--- START ---
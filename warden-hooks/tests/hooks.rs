mod common;

use common::{config, repository, run, RecordingRelay};
use pretty_assertions::assert_eq;
use warden_hooks::hooks::{CheckoutKind, Exit, HookInvocation, HookKind};

mod pre_commit {
    use super::*;
    use pretty_assertions::assert_eq;

    #[test]
    fn accepted_commit_is_silent() {
        let backend = repository("release").with_var("GIT_AUTHOR_NAME", "alice").with_var("USER", "alice");
        let relay = RecordingRelay::default();

        let outcome = run(&HookInvocation::PreCommit, &backend, &config(""), &relay);

        assert_eq!(outcome.exit, Exit::Success);
        assert_eq!(outcome.exit.code(), 0);
        assert_eq!(relay.attempts.get(), 0, "accepted commits are not announced");
        assert!(outcome.err.is_empty());
    }

    #[test]
    fn unknown_author_is_rejected() {
        let backend = repository("release").with_var("GIT_AUTHOR_NAME", "").with_var("USER", "alice");
        let relay = RecordingRelay::default();

        let outcome = run(&HookInvocation::PreCommit, &backend, &config(""), &relay);

        assert_eq!(outcome.exit, Exit::Rejected);
        assert_eq!(outcome.exit.code(), 1);
        assert!(outcome.err.starts_with("ERROR: Commits are not allowed to be authored by an unknown author"));
        assert!(outcome.err.contains("NO CODE HAS BEEN COMMITTED!"));

        let messages = relay.messages();
        assert_eq!(messages.len(), 1);
        assert_eq!(
            messages[0].subject,
            "Config Warden: User 'alice' has attempted to commit files to /srv/config"
        );
        assert!(messages[0].body.contains("unknown author"));
        assert!(messages[0].body.contains("warden.releasebranch: release"));
    }

    #[test]
    fn unprivileged_user_on_feature_branch_is_rejected() {
        let backend = repository("feature-x").with_var("GIT_AUTHOR_NAME", "bob").with_var("USER", "bob");
        let relay = RecordingRelay::default();

        let outcome = run(&HookInvocation::PreCommit, &backend, &config(""), &relay);

        assert_eq!(outcome.exit.code(), 1);
        for expected in ["'feature-x'", "'bob'", "'release'"] {
            assert!(outcome.err.contains(expected), "{expected} is named in {:?}", outcome.err);
        }
        assert_eq!(relay.messages().len(), 1);
    }

    #[test]
    fn whitelisted_user_may_use_any_branch() {
        let backend = repository("feature-x").with_var("GIT_AUTHOR_NAME", "alice").with_var("USER", "alice");
        let relay = RecordingRelay::default();

        let outcome = run(&HookInvocation::PreCommit, &backend, &config(""), &relay);
        assert_eq!(outcome.exit, Exit::Success);
    }

    #[test]
    fn blacklisted_author_is_rejected_even_on_the_primary_branch() {
        let backend = repository("release").with_var("GIT_AUTHOR_NAME", "ops").with_var("USER", "alice");
        let relay = RecordingRelay::default();

        let outcome = run(
            &HookInvocation::PreCommit,
            &backend,
            &config("\tblacklistauthor = ops\n"),
            &relay,
        );
        assert_eq!(outcome.exit, Exit::Rejected);
        assert!(outcome.err.contains("blacklisted author 'ops'"));
    }

    #[test]
    fn failed_delivery_keeps_the_rejection() {
        let backend = repository("feature-x").with_var("GIT_AUTHOR_NAME", "bob").with_var("USER", "bob");
        let relay = RecordingRelay::failing();

        let outcome = run(&HookInvocation::PreCommit, &backend, &config(""), &relay);

        assert_eq!(outcome.exit, Exit::Rejected);
        assert_eq!(relay.attempts.get(), 1);
        assert!(outcome.err.contains("Failed to send email to 'ops@example.org'"));
        assert!(outcome.err.contains("operations team has not been told"));
    }

    #[test]
    fn missing_primary_branch_blocks_the_commit() {
        let backend = repository("release").with_var("GIT_AUTHOR_NAME", "alice").with_var("USER", "alice");
        let relay = RecordingRelay::default();
        let config =
            gix_config::File::try_from("[warden]\n\trecipient = ops@example.org\n\tfrom = warden@example.org\n").unwrap();

        let outcome = run(&HookInvocation::PreCommit, &backend, &config, &relay);

        assert_eq!(outcome.exit, Exit::Failed(HookKind::PreCommit));
        assert_eq!(outcome.exit.code(), 1);
        assert!(outcome.err.contains("NO CODE HAS BEEN COMMITTED!"));
        let messages = relay.messages();
        assert_eq!(messages.len(), 1);
        assert_eq!(messages[0].subject, "Config Warden: error in commit hook pre-commit");
        assert!(messages[0].body.contains("warden.releasebranch"));
        assert!(messages[0].body.ends_with("The commit itself was aborted."));
    }
}

mod post_commit {
    use super::*;
    use pretty_assertions::assert_eq;

    fn committed() -> warden_hooks::vcs::ScriptedBackend {
        repository("release")
            .with_var("GIT_AUTHOR_NAME", "alice")
            .with_var("USER", "alice")
            .with_output(&["status", "--short"], "")
            .with_output(&["show", "--format=", "HEAD"], "-gain = 3\n+gain = 4")
            .with_output(&["log", "--max-count=1", "HEAD"], "commit 4f2a9c1\n\n    adjust gains")
            .with_output(
                &["diff-tree", "--root", "--no-commit-id", "--name-only", "-r", "HEAD"],
                "site/Antenna1Proc.conf\nREADME",
            )
    }

    #[test]
    fn commit_is_announced() {
        let relay = RecordingRelay::default();
        let outcome = run(&HookInvocation::PostCommit, &committed(), &config(""), &relay);

        assert_eq!(outcome.exit, Exit::Success);
        let messages = relay.messages();
        assert_eq!(messages.len(), 1);
        let message = &messages[0];
        assert_eq!(message.subject, "Config Warden: Author 'alice' has committed files to /srv/config");
        assert!(message.body.contains("  * site/Antenna1Proc.conf\n"));
        assert!(!message.body.contains("  * README"));
        assert!(message.body.contains("adjust gains"));
        assert!(message.body.contains("<Clean status>"));
        assert!(message.body.contains("+gain = 4"));
    }

    #[test]
    fn debug_mode_never_touches_the_relay() {
        let relay = RecordingRelay::default();
        let outcome = run(
            &HookInvocation::PostCommit,
            &committed(),
            &config("\tdebug = true\n"),
            &relay,
        );

        assert_eq!(outcome.exit, Exit::Success);
        assert_eq!(relay.attempts.get(), 0);
        assert!(outcome.out.contains("Got args: PostCommit"));
        assert!(outcome.out.contains("would have been sent if debug mode were off"));
        assert!(outcome.out.contains("Subject: Config Warden: Author 'alice' has committed files"));
    }

    #[test]
    fn collection_failure_does_not_fail_the_commit() {
        let backend = repository("release").with_var("GIT_AUTHOR_NAME", "alice").with_var("USER", "alice");
        let relay = RecordingRelay::default();

        let outcome = run(&HookInvocation::PostCommit, &backend, &config(""), &relay);

        assert_eq!(outcome.exit, Exit::Failed(HookKind::PostCommit));
        assert_eq!(outcome.exit.code(), 0);
        assert!(outcome.err.contains("Hook failed! THIS DOES NOT AFFECT THE COMMIT"));
        let messages = relay.messages();
        assert_eq!(messages.len(), 1);
        assert_eq!(messages[0].subject, "Config Warden: error in commit hook post-commit");
        assert!(messages[0].body.contains("git status --short"));
        assert!(messages[0].body.ends_with("The commit itself had already completed and is not affected."));
    }
}

mod post_checkout {
    use super::*;
    use pretty_assertions::assert_eq;

    fn checked_out() -> warden_hooks::vcs::ScriptedBackend {
        repository("main")
            .with_var("GIT_AUTHOR_NAME", "alice")
            .with_var("USER", "alice")
            .with_output(&["status", "--short"], "")
            .with_output(&["diff", "--name-only", "abc123", "9e1c0b7"], "site/Antenna1Proc.conf")
            .with_failure(
                &["describe", "--all", "--exact-match", "abc123"],
                128,
                "fatal: no tag exactly matches 'abc123'",
            )
            .with_output(&["describe", "--all", "--exact-match", "9e1c0b7"], "heads/main")
    }

    fn invocation(kind: CheckoutKind) -> HookInvocation {
        HookInvocation::PostCheckout {
            previous: "abc123".into(),
            new: "9e1c0b7".into(),
            kind,
        }
    }

    #[test]
    fn branch_checkout_is_announced_with_resolved_names() {
        let relay = RecordingRelay::default();
        let outcome = run(&invocation(CheckoutKind::Branch), &checked_out(), &config(""), &relay);

        assert_eq!(outcome.exit, Exit::Success);
        let messages = relay.messages();
        assert_eq!(messages.len(), 1);
        assert_eq!(
            messages[0].subject,
            "Config Warden: Author 'alice' has changed branch from 'abc123' to 'main' in /srv/config"
        );
        assert!(messages[0].body.contains("from 'abc123' to 'main'"));
        assert!(messages[0].body.contains("The following service configuration files have changed:\n  * site/Antenna1Proc.conf\n"));
    }

    #[test]
    fn file_checkout_subject() {
        let relay = RecordingRelay::default();
        run(&invocation(CheckoutKind::File), &checked_out(), &config(""), &relay);

        assert_eq!(
            relay.messages()[0].subject,
            "Config Warden: Author 'alice' has checked out files at 'main' in /srv/config"
        );
    }

    #[test]
    fn settings_problems_produce_a_bare_diagnostic() {
        let relay = RecordingRelay::default();
        let config = gix_config::File::try_from("[warden]\n\tfrom = warden@example.org\n").unwrap();

        let outcome = run(&invocation(CheckoutKind::Branch), &checked_out(), &config, &relay);

        assert_eq!(outcome.exit, Exit::Failed(HookKind::PostCheckout));
        assert_eq!(outcome.exit.code(), 0);
        assert_eq!(relay.attempts.get(), 0);
        assert!(outcome.err.contains("warden.recipient"));
        assert!(outcome.err.contains("THIS DOES NOT AFFECT THE CHECKOUT"));
    }
}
--- END ---
What is the number of lines in the data that hold the string "example"? Answer with the number only.

3